Organizers of Burnsville's annual International Festival want to offer free travel without the hassle of airplanes.

"Not everyone can travel the globe," said festival volunteer Carlos Lopez, "so this gives us the opportunity to bring the world to Burnsville."

The seventh annual festival takes place from 3-9 p.m. Saturday, July 13, in Nicollet Commons Park adjacent to the Performing Arts Center. Admission is free and there are many new acts in this year's lineup.

The Guthrie School of Dance will perform dances of the Scottish Highlands, such as the popular Sword Dance. "It was a dance developed in the early medieval period as kind of a way to pump up the soldiers and get them ready for battle," said the group's director, Kristy Van Hoven.

The dance group also will perform the Highland Laddie and the Seann Triubhas, dances that originated during the Jacobite Rebellion in the 1700s. The latter, Gaelic for "old trousers," is believed to have been a reaction to the English ban on wearing kilts.

"The English would make them wear old trouser hand-me-downs and the Scots weren't fond of it," Van Hoven said of the dance that involves leg moves meant to suggest the kicking off of the trousers.

Like most of the acts, their performance includes audience participation. "Every Scottish gathering ends with a mass Highland Fling," Van Hoven said.

Another new group, Kalpulli Yaocenoxtli, "warriors of the first cactus flower," honors Mexica-Aztec culture.

According to the dance and drum group's director, Mary Anne Quiroz, after the Spanish conquest, indigenous dance and music were banned and had to be practiced in secret. "Drummers weren't allowed to drum," she said. "They would get their hands cut off. People weren't allowed to dance. They would get their feet broken."

Quiroz said indigenous dance forms are undergoing a resurgence, and their group has just started offering classes on Wednesday evenings at Highland Elementary in Apple Valley.

Argentine tango instructor Lois Donnay said her favorite dance form, which had its golden age in the 1930s, has also undergone a resurgence in recent years.
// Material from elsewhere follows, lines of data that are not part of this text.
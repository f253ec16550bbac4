#![allow(dead_code)]

use std::collections::VecDeque;
use std::sync::Mutex;
use std::time::Duration;
use std::sync::atomic::{AtomicUsize, Ordering};

use async_trait::async_trait;
use graph_healer::error::AiBackendError;
use graph_healer::graph::*;
use graph_healer::semantic::{AiBackend, AiRequest};
use serde_json::{Map, Value};

// =============================================================================
// Graph builders
// =============================================================================

pub fn graph(components: Vec<Component>, bindings: Vec<Binding>) -> PipelineGraph {
    PipelineGraph {
        name: "test-pipeline".into(),
        description: None,
        components,
        bindings,
    }
}

pub fn source(name: &str, output: &str) -> Component {
    Component::new(name, ComponentKind::Source).with_output(output, PortType::Object)
}

pub fn sink(name: &str, input: &str) -> Component {
    Component::new(name, ComponentKind::Sink).with_input(input, PortType::Object)
}

pub fn store(name: &str) -> Component {
    Component::new(name, ComponentKind::Store).with_input("in", PortType::Object)
}

pub fn transformer(name: &str) -> Component {
    Component::new(name, ComponentKind::Transformer)
        .with_input("in", PortType::Object)
        .with_output("out", PortType::Object)
}

/// A single component with no ports or bindings, so context inference has
/// no peers to draw from.
pub fn isolated(name: &str, kind: ComponentKind, config: Value) -> PipelineGraph {
    let mut c = Component::new(name, kind);
    c.config = object(config);
    graph(vec![c], vec![])
}

pub fn object(v: Value) -> Map<String, Value> {
    match v {
        Value::Object(map) => map,
        _ => Map::new(),
    }
}

/// Every post-heal binding resolves to existing, direction-correct ports.
pub fn assert_no_dangling(graph: &PipelineGraph) {
    for b in &graph.bindings {
        assert!(graph.binding_resolves(b), "dangling binding {}", b);
    }
}

/// Store/Sink have no outputs and nothing binds out of them.
pub fn assert_terminal_invariant(graph: &PipelineGraph) {
    for c in graph.components.iter().filter(|c| c.kind.is_terminal()) {
        assert!(c.outputs.is_empty(), "{} still has outputs", c.name);
        assert!(
            graph.bindings.iter().all(|b| b.from_component != c.name),
            "{} still has an outgoing binding",
            c.name
        );
    }
}

pub fn init_tracing() {
    let _ = tracing_subscriber::fmt()
        .with_test_writer()
        .with_max_level(tracing::Level::DEBUG)
        .try_init();
}

// =============================================================================
// AI backend stub
// =============================================================================

/// Replays canned responses in order and records every request it sees.
/// Once the script runs out every call fails.
pub struct ScriptedBackend {
    script: Mutex<VecDeque<Result<String, AiBackendError>>>,
    requests: Mutex<Vec<AiRequest>>,
    calls: AtomicUsize,
}

impl ScriptedBackend {
    pub fn new(script: Vec<Result<String, AiBackendError>>) -> Self {
        ScriptedBackend {
            script: Mutex::new(script.into()),
            requests: Mutex::new(Vec::new()),
            calls: AtomicUsize::new(0),
        }
    }

    pub fn answering(json: &str) -> Self {
        Self::new(vec![Ok(json.to_string())])
    }

    pub fn calls(&self) -> usize {
        self.calls.load(Ordering::SeqCst)
    }

    pub fn requests(&self) -> Vec<AiRequest> {
        self.requests.lock().unwrap().clone()
    }
}

#[async_trait]
impl AiBackend for ScriptedBackend {
    async fn complete(&self, request: &AiRequest) -> Result<String, AiBackendError> {
        self.calls.fetch_add(1, Ordering::SeqCst);
        self.requests.lock().unwrap().push(request.clone());
        self.script
            .lock()
            .unwrap()
            .pop_front()
            .unwrap_or_else(|| Err(AiBackendError::Request("script exhausted".into())))
    }
}

/// Answers only after `delay`, so a shorter call timeout always fires.
pub struct StalledBackend {
    delay: Duration,
    calls: AtomicUsize,
}

impl StalledBackend {
    pub fn new(delay: Duration) -> Self {
        StalledBackend {
            delay,
            calls: AtomicUsize::new(0),
        }
    }

    pub fn calls(&self) -> usize {
        self.calls.load(Ordering::SeqCst)
    }
}

#[async_trait]
impl AiBackend for StalledBackend {
    async fn complete(&self, _request: &AiRequest) -> Result<String, AiBackendError> {
        self.calls.fetch_add(1, Ordering::SeqCst);
        tokio::time::sleep(self.delay).await;
        Ok(r#"{"database_url": "postgresql://late:5432/late"}"#.to_string())
    }
}
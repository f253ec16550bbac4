//! Orphan pass: wire components that declare ports but take part in no binding.

use super::ports::{Direction, synthesize};
use super::schema::coerce_binding;
use super::text::semantically_related;
use super::{HealingOperation, OperationKind, OperationLog};
use crate::graph::{Binding, ComponentKind, GraphTopology, PipelineGraph};

pub fn reconnect_orphans(graph: &mut PipelineGraph, log: &mut OperationLog) {
    let orphans: Vec<(String, ComponentKind)> = graph
        .components
        .iter()
        .filter(|c| c.has_ports() && !c.kind.is_reconnect_exempt())
        .filter(|c| !graph.has_binding_touching(&c.name))
        .map(|c| (c.name.clone(), c.kind.clone()))
        .collect();

    for (name, kind) in orphans {
        // an earlier orphan may have wired this one already
        if graph.has_binding_touching(&name) {
            continue;
        }
        if kind.is_storage() {
            connect_storage(graph, &name, log);
        } else if kind.is_transform() {
            if !splice_transform(graph, &name, log) {
                connect_generic(graph, &name, log);
            }
        } else {
            connect_generic(graph, &name, log);
        }
    }
}

/// Storage receives an inbound edge from a related producer.
fn connect_storage(graph: &mut PipelineGraph, orphan: &str, log: &mut OperationLog) -> bool {
    let producer = related(graph, orphan, |k| !k.is_terminal());
    match producer {
        Some(producer) => connect(graph, &producer, orphan, orphan, log),
        None => false,
    }
}

/// Transform goes between a related source and a related terminal. Either
/// side alone is still wired.
fn splice_transform(graph: &mut PipelineGraph, orphan: &str, log: &mut OperationLog) -> bool {
    let source = related(graph, orphan, |k| {
        matches!(
            k,
            ComponentKind::Source | ComponentKind::ApiEndpoint | ComponentKind::Queue
        )
    });
    let terminal = related(graph, orphan, |k| k.is_terminal());

    let mut wired = false;
    if let Some(source) = source {
        wired |= connect(graph, &source, orphan, orphan, log);
    }
    if let Some(terminal) = terminal {
        let topology = GraphTopology::build(graph);
        if !topology.reaches(&terminal, orphan) {
            wired |= connect(graph, orphan, &terminal, orphan, log);
        }
    }
    wired
}

/// First related component, in whichever direction the kinds allow.
fn connect_generic(graph: &mut PipelineGraph, orphan: &str, log: &mut OperationLog) -> bool {
    let Some(peer) = related(graph, orphan, |_| true) else {
        return false;
    };
    let peer_terminal = graph
        .component(&peer)
        .is_some_and(|c| c.kind.is_terminal());
    let orphan_terminal = graph
        .component(orphan)
        .is_some_and(|c| c.kind.is_terminal());

    match (peer_terminal, orphan_terminal) {
        (true, true) => false,
        (true, false) => connect(graph, orphan, &peer, orphan, log),
        (false, _) => connect(graph, &peer, orphan, orphan, log),
    }
}

/// First component (declaration order) other than `orphan` whose name is
/// semantically related and whose kind passes `accept`.
fn related<F>(graph: &PipelineGraph, orphan: &str, accept: F) -> Option<String>
where
    F: Fn(&ComponentKind) -> bool,
{
    graph
        .components
        .iter()
        .filter(|c| c.name != orphan && accept(&c.kind))
        .find(|c| semantically_related(&c.name, orphan))
        .map(|c| c.name.clone())
}

fn connect(
    graph: &mut PipelineGraph,
    from: &str,
    to: &str,
    orphan: &str,
    log: &mut OperationLog,
) -> bool {
    let Some(from_port) = attach_port(graph, from, Direction::Output, log) else {
        return false;
    };
    let Some(to_port) = attach_port(graph, to, Direction::Input, log) else {
        return false;
    };

    let binding = Binding::new(from, &from_port, to, &to_port);
    if graph.bindings.contains(&binding) {
        return false;
    }
    log.record(HealingOperation::new(
        OperationKind::OrphanConnected,
        orphan,
        format!("connected {}", binding),
    ));
    graph.bindings.push(binding.clone());
    coerce_binding(graph, &binding, log);
    true
}

/// Name of the first port in `dir`, synthesizing `in`/`out` when there is
/// none. Terminals never gain outputs.
fn attach_port(
    graph: &mut PipelineGraph,
    component: &str,
    dir: Direction,
    log: &mut OperationLog,
) -> Option<String> {
    let c = graph.component_mut(component)?;
    match dir {
        Direction::Output => {
            if let Some(p) = c.outputs.first() {
                return Some(p.name.clone());
            }
            if c.kind.is_terminal() {
                return None;
            }
            synthesize(c, "out", Direction::Output, log);
            Some("out".to_string())
        }
        Direction::Input => {
            if let Some(p) = c.inputs.first() {
                return Some(p.name.clone());
            }
            synthesize(c, "in", Direction::Input, log);
            Some("in".to_string())
        }
    }
}

#[cfg(test)]
mod tests {
    use super::*;
    use crate::graph::{Component, PortType};

    #[test]
    fn test_storage_orphan_gets_inbound_from_related_producer() {
        let mut g = PipelineGraph {
            components: vec![
                Component::new("login_api", ComponentKind::ApiEndpoint)
                    .with_output("out", PortType::Object),
                Component::new("weather_feed", ComponentKind::Source)
                    .with_output("out", PortType::Object),
                Component::new("profile_store", ComponentKind::Store)
                    .with_input("in", PortType::Object),
            ],
            ..Default::default()
        };
        let mut log = OperationLog::default();
        reconnect_orphans(&mut g, &mut log);
        assert_eq!(g.bindings, vec![Binding::new("login_api", "out", "profile_store", "in")]);
    }

    #[test]
    fn test_transform_spliced_between_source_and_terminal() {
        let mut g = PipelineGraph {
            components: vec![
                Component::new("order_source", ComponentKind::Source)
                    .with_output("orders", PortType::Array),
                Component::new("order_enricher", ComponentKind::Transformer)
                    .with_input("in", PortType::String),
                Component::new("checkout_sink", ComponentKind::Sink)
                    .with_input("in", PortType::Object),
            ],
            ..Default::default()
        };
        let mut log = OperationLog::default();
        reconnect_orphans(&mut g, &mut log);
        assert_eq!(
            g.bindings,
            vec![
                Binding::new("order_source", "orders", "order_enricher", "in"),
                Binding::new("order_enricher", "out", "checkout_sink", "in"),
            ]
        );
        // array into string input is widened on the spot
        let enricher = g.component("order_enricher").unwrap();
        assert_eq!(enricher.inputs[0].port_type, PortType::Object);
    }

    #[test]
    fn test_unrelated_orphan_left_alone() {
        let mut g = PipelineGraph {
            components: vec![
                Component::new("weather_feed", ComponentKind::Source)
                    .with_output("out", PortType::Object),
                Component::new("payment_store", ComponentKind::Store)
                    .with_input("in", PortType::Object),
            ],
            ..Default::default()
        };
        let mut log = OperationLog::default();
        reconnect_orphans(&mut g, &mut log);
        assert!(g.bindings.is_empty());
        assert!(log.is_empty());
    }
}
"Argentine tango and other partner dances went out of style after Chubby Checker and the Twist came along. It became your father's dance," said Donnay, who started the Tango Society of Minnesota in 1999.

At the festival, she will teach moves from "the dance of one heart, four legs."

"It does take two to tango," she said. "It's a very connected dance. We'll teach Minnesotans how to hug."

Other new acts include the Afro-Cuban rhythms of Salsabrosa, the Chinese Dance Theater and the Middle Eastern Caravan Dance and Music.

The Flemming Fold, an Alpine family folk group from southern Minnesota, will perform Americana and Alpine folk music with yodeling. Dancers from the School of India will return, and the Upstanding Stilts will wander the grounds, several feet higher than everyone else.

The day ends with a luau and hula and fire dancers. "Expect Polynesian drums playing strong, fast beats, and fire dancers twirling and throwing flames into the air," said Festival Chair Margo Swanson.

The family activities area will include Taekwondo board-breaking, henna hands, origami and other activities. The festival also includes an art exhibit, ethnic food vendors and cultural displays.

At the end of the day, anyone still itching to travel can enter the raffle for a variety of prizes, including a free round-trip airline ticket to anywhere in the United States.

Festival volunteer Julie Dorshak said about 4,000 people attend the event annually, many in traditional dress.

"Burnsville is certainly growing, particularly among our many varied ethnicities," said Swanson. The event "allows us to know each other better, which certainly makes for a stronger community."

Liz Rolfsmeier is a Twin Cities freelance writer.